[DATASET ENTRIES Boundary: Start]

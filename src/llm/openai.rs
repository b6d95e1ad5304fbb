//! OpenAI 兼容 API 客户端
//!
//! 通过 async_openai 调用任意 OpenAI 兼容端点（可配置 base_url）；支持 DeepSeek、OpenAI、自建代理等。
//! 整条 prompt 作为单条 user 消息发送，取首个 choice 的文本。

use std::sync::atomic::{AtomicU64, Ordering};
use std::sync::Arc;

use async_openai::config::OpenAIConfig;
use async_openai::error::OpenAIError;
use async_openai::types::chat::{
    ChatCompletionRequestMessage, ChatCompletionRequestUserMessageArgs,
    CreateChatCompletionRequest, CreateChatCompletionRequestArgs, StopConfiguration,
};
use async_openai::Client;
use async_trait::async_trait;

use crate::llm::{GenerationParams, LlmClient, LlmError};

/// Token 使用统计（累计值）
#[derive(Debug, Clone, Default)]
pub struct TokenUsage {
    pub prompt_tokens: Arc<AtomicU64>,
    pub completion_tokens: Arc<AtomicU64>,
    pub total_tokens: Arc<AtomicU64>,
}

impl TokenUsage {
    pub fn new() -> Self {
        Self::default()
    }

    pub fn add(&self, prompt: u64, completion: u64) {
        self.prompt_tokens.fetch_add(prompt, Ordering::Relaxed);
        self.completion_tokens.fetch_add(completion, Ordering::Relaxed);
        self.total_tokens.fetch_add(prompt + completion, Ordering::Relaxed);
    }

    pub fn get(&self) -> (u64, u64, u64) {
        (
            self.prompt_tokens.load(Ordering::Relaxed),
            self.completion_tokens.load(Ordering::Relaxed),
            self.total_tokens.load(Ordering::Relaxed),
        )
    }
}

/// OpenAI 兼容客户端：持有 Client 与 model 名
pub struct OpenAiClient {
    client: Client<OpenAIConfig>,
    model: String,
    /// 累计 token 使用统计
    pub usage: TokenUsage,
}

impl OpenAiClient {
    pub fn new(base_url: Option<&str>, model: &str, api_key: Option<&str>) -> Self {
        let api_key = api_key
            .map(String::from)
            .or_else(|| std::env::var("OPENAI_API_KEY").ok())
            .unwrap_or_else(|| "sk-placeholder".to_string());

        let config = if let Some(url) = base_url {
            OpenAIConfig::new().with_api_base(url).with_api_key(api_key)
        } else {
            OpenAIConfig::new().with_api_key(api_key)
        };

        Self {
            client: Client::with_config(config),
            model: model.to_string(),
            usage: TokenUsage::new(),
        }
    }

    pub fn model(&self) -> &str {
        &self.model
    }
}

/// chat API 接受的 stop 序列上限
const MAX_STOP_SEQUENCES: usize = 4;

/// 构建单轮请求：prompt 作为唯一的 user 消息
fn build_request(
    model: &str,
    prompt: &str,
    params: &GenerationParams,
) -> Result<CreateChatCompletionRequest, LlmError> {
    let message = ChatCompletionRequestUserMessageArgs::default()
        .content(prompt.to_string())
        .build()
        .map_err(map_openai_error)?;

    let mut builder = CreateChatCompletionRequestArgs::default();
    builder
        .model(model)
        .messages(vec![ChatCompletionRequestMessage::User(message)])
        .max_completion_tokens(params.max_new_tokens)
        .temperature(params.temperature);

    if !params.stop_sequences.is_empty() {
        if params.stop_sequences.len() > MAX_STOP_SEQUENCES {
            tracing::warn!(
                "Only the first {} stop sequences are sent, {} configured",
                MAX_STOP_SEQUENCES,
                params.stop_sequences.len()
            );
        }
        let stop: Vec<String> = params
            .stop_sequences
            .iter()
            .take(MAX_STOP_SEQUENCES)
            .cloned()
            .collect();
        builder.stop(StopConfiguration::StringArray(stop));
    }

    builder.build().map_err(map_openai_error)
}

/// 将 async_openai 错误映射为流水线的硬失败分类
fn map_openai_error(err: OpenAIError) -> LlmError {
    match err {
        OpenAIError::ApiError(api) => {
            let text = api.to_string();
            if looks_like_auth_failure(&text) {
                LlmError::Authentication(text)
            } else {
                LlmError::Api(text)
            }
        }
        OpenAIError::InvalidArgument(msg) => LlmError::Api(msg),
        other => LlmError::Transport(other.to_string()),
    }
}

fn looks_like_auth_failure(text: &str) -> bool {
    let lower = text.to_lowercase();
    ["api key", "unauthorized", "authentication", "401"]
        .iter()
        .any(|needle| lower.contains(needle))
}

#[async_trait]
impl LlmClient for OpenAiClient {
    fn token_usage(&self) -> (u64, u64, u64) {
        self.usage.get()
    }

    async fn generate(&self, prompt: &str, params: &GenerationParams) -> Result<String, LlmError> {
        let request = build_request(&self.model, prompt, params)?;

        let response = self
            .client
            .chat()
            .create(request)
            .await
            .map_err(map_openai_error)?;

        if let Some(usage) = &response.usage {
            self.usage.add(
                usage.prompt_tokens as u64,
                usage.completion_tokens as u64,
            );
        }

        response
            .choices
            .first()
            .and_then(|c| c.message.content.clone())
            .ok_or(LlmError::EmptyResponse)
    }
}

[DATASET ENTRIES Boundary: End]

## WHAT IS REQUIRED
Copy the listing word for word, leaving nothing out.

## EXPECTED OUTPUT
filename src/llm/openai.rs
repository b6d95e1ad5304fbb
//! OpenAI 兼容 API 客户端
//!
//! 通过 async_openai 调用任意 OpenAI 兼容端点（可配置 base_url）；支持 DeepSeek、OpenAI、自建代理等。
//! 整条 prompt 作为单条 user 消息发送，取首个 choice 的文本。

use std::sync::atomic::{AtomicU64, Ordering};
use std::sync::Arc;

use async_openai::config::OpenAIConfig;
use async_openai::error::OpenAIError;
use async_openai::types::chat::{
    ChatCompletionRequestMessage, ChatCompletionRequestUserMessageArgs,
    CreateChatCompletionRequest, CreateChatCompletionRequestArgs, StopConfiguration,
};
use async_openai::Client;
use async_trait::async_trait;

use crate::llm::{GenerationParams, LlmClient, LlmError};

/// Token 使用统计（累计值）
#[derive(Debug, Clone, Default)]
pub struct TokenUsage {
    pub prompt_tokens: Arc<AtomicU64>,
    pub completion_tokens: Arc<AtomicU64>,
    pub total_tokens: Arc<AtomicU64>,
}

impl TokenUsage {
    pub fn new() -> Self {
        Self::default()
    }

    pub fn add(&self, prompt: u64, completion: u64) {
        self.prompt_tokens.fetch_add(prompt, Ordering::Relaxed);
        self.completion_tokens.fetch_add(completion, Ordering::Relaxed);
        self.total_tokens.fetch_add(prompt + completion, Ordering::Relaxed);
    }

    pub fn get(&self) -> (u64, u64, u64) {
        (
            self.prompt_tokens.load(Ordering::Relaxed),
            self.completion_tokens.load(Ordering::Relaxed),
            self.total_tokens.load(Ordering::Relaxed),
        )
    }
}

/// OpenAI 兼容客户端：持有 Client 与 model 名
pub struct OpenAiClient {
    client: Client<OpenAIConfig>,
    model: String,
    /// 累计 token 使用统计
    pub usage: TokenUsage,
}

impl OpenAiClient {
    pub fn new(base_url: Option<&str>, model: &str, api_key: Option<&str>) -> Self {
        let api_key = api_key
            .map(String::from)
            .or_else(|| std::env::var("OPENAI_API_KEY").ok())
            .unwrap_or_else(|| "sk-placeholder".to_string());

        let config = if let Some(url) = base_url {
            OpenAIConfig::new().with_api_base(url).with_api_key(api_key)
        } else {
            OpenAIConfig::new().with_api_key(api_key)
        };

        Self {
            client: Client::with_config(config),
            model: model.to_string(),
            usage: TokenUsage::new(),
        }
    }

    pub fn model(&self) -> &str {
        &self.model
    }
}

/// chat API 接受的 stop 序列上限
const MAX_STOP_SEQUENCES: usize = 4;

/// 构建单轮请求：prompt 作为唯一的 user 消息
fn build_request(
    model: &str,
    prompt: &str,
    params: &GenerationParams,
) -> Result<CreateChatCompletionRequest, LlmError> {
    let message = ChatCompletionRequestUserMessageArgs::default()
        .content(prompt.to_string())
        .build()
        .map_err(map_openai_error)?;

    let mut builder = CreateChatCompletionRequestArgs::default();
    builder
        .model(model)
        .messages(vec![ChatCompletionRequestMessage::User(message)])
        .max_completion_tokens(params.max_new_tokens)
        .temperature(params.temperature);

    if !params.stop_sequences.is_empty() {
        if params.stop_sequences.len() > MAX_STOP_SEQUENCES {
            tracing::warn!(
                "Only the first {} stop sequences are sent, {} configured",
                MAX_STOP_SEQUENCES,
                params.stop_sequences.len()
            );
        }
        let stop: Vec<String> = params
            .stop_sequences
            .iter()
            .take(MAX_STOP_SEQUENCES)
            .cloned()
            .collect();
        builder.stop(StopConfiguration::StringArray(stop));
    }

    builder.build().map_err(map_openai_error)
}

/// 将 async_openai 错误映射为流水线的硬失败分类
fn map_openai_error(err: OpenAIError) -> LlmError {
    match err {
        OpenAIError::ApiError(api) => {
            let text = api.to_string();
            if looks_like_auth_failure(&text) {
                LlmError::Authentication(text)
            } else {
                LlmError::Api(text)
            }
        }
        OpenAIError::InvalidArgument(msg) => LlmError::Api(msg),
        other => LlmError::Transport(other.to_string()),
    }
}

fn looks_like_auth_failure(text: &str) -> bool {
    let lower = text.to_lowercase();
    ["api key", "unauthorized", "authentication", "401"]
        .iter()
        .any(|needle| lower.contains(needle))
}

#[async_trait]
impl LlmClient for OpenAiClient {
    fn token_usage(&self) -> (u64, u64, u64) {
        self.usage.get()
    }

    async fn generate(&self, prompt: &str, params: &GenerationParams) -> Result<String, LlmError> {
        let request = build_request(&self.model, prompt, params)?;

        let response = self
            .client
            .chat()
            .create(request)
            .await
            .map_err(map_openai_error)?;

        if let Some(usage) = &response.usage {
            self.usage.add(
                usage.prompt_tokens as u64,
                usage.completion_tokens as u64,
            );
        }

        response
            .choices
            .first()
            .and_then(|c| c.message.content.clone())
            .ok_or(LlmError::EmptyResponse)
    }
}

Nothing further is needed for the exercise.